- **WHAT YOU ARE ASKED TO DO**
From the data that follows, copy every line holding the string "navigation".

- **EXERCISE DATA**
===============

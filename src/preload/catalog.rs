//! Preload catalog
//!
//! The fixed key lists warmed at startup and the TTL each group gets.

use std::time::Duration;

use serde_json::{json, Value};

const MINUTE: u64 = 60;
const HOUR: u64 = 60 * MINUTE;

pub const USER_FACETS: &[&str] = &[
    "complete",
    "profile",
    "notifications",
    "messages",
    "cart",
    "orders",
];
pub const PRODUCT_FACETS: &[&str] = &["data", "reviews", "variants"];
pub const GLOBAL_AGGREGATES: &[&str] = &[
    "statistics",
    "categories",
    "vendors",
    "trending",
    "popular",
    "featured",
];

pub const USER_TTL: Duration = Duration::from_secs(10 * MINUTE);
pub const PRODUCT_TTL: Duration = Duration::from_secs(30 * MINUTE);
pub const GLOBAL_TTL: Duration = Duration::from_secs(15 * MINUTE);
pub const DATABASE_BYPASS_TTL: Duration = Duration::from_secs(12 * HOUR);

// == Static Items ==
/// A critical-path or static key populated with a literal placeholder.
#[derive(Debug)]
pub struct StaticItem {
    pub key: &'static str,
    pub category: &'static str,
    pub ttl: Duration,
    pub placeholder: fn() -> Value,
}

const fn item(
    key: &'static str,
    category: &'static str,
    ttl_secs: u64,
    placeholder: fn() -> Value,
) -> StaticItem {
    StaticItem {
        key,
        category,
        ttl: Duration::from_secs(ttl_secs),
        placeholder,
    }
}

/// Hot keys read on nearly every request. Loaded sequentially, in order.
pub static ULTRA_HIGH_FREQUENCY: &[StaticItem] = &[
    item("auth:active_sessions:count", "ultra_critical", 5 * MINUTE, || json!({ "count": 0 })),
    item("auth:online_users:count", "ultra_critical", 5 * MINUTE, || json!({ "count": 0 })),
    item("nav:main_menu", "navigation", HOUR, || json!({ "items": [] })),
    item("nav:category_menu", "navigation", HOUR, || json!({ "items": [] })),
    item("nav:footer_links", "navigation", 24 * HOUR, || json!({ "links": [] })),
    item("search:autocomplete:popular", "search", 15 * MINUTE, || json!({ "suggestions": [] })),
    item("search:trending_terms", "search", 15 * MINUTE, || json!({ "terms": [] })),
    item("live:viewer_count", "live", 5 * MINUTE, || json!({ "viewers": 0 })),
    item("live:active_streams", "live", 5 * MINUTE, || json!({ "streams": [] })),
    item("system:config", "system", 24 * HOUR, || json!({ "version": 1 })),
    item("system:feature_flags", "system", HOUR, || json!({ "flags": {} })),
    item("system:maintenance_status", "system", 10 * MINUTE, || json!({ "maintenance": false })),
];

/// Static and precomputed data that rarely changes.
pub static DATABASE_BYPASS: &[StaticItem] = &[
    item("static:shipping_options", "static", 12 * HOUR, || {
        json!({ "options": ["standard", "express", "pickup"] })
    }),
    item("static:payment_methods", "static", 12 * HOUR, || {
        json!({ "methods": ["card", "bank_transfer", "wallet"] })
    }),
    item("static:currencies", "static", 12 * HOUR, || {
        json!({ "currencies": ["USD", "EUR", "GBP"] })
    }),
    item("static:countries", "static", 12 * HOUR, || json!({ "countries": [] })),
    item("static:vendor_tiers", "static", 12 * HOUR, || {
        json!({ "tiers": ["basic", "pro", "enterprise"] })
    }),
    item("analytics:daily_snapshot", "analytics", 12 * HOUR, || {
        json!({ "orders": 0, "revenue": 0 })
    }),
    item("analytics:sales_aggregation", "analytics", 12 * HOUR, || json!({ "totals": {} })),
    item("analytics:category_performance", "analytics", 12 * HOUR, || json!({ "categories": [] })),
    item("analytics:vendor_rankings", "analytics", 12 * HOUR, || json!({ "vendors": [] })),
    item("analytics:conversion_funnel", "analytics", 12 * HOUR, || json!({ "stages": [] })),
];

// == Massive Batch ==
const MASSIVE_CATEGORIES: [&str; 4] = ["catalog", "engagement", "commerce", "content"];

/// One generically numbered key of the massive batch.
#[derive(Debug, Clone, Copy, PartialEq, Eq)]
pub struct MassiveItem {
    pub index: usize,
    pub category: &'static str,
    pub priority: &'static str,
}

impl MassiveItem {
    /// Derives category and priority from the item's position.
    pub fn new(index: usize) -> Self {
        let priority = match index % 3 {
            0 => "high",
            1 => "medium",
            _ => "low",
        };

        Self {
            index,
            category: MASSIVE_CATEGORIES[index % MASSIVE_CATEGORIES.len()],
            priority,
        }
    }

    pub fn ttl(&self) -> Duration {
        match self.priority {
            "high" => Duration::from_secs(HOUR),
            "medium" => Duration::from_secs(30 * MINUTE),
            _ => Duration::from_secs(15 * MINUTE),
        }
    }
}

===============

- **PROBLEM SOLUTION**
    item("nav:main_menu", "navigation", HOUR, || json!({ "items": [] })),
    item("nav:category_menu", "navigation", HOUR, || json!({ "items": [] })),
    item("nav:footer_links", "navigation", 24 * HOUR, || json!({ "links": [] })),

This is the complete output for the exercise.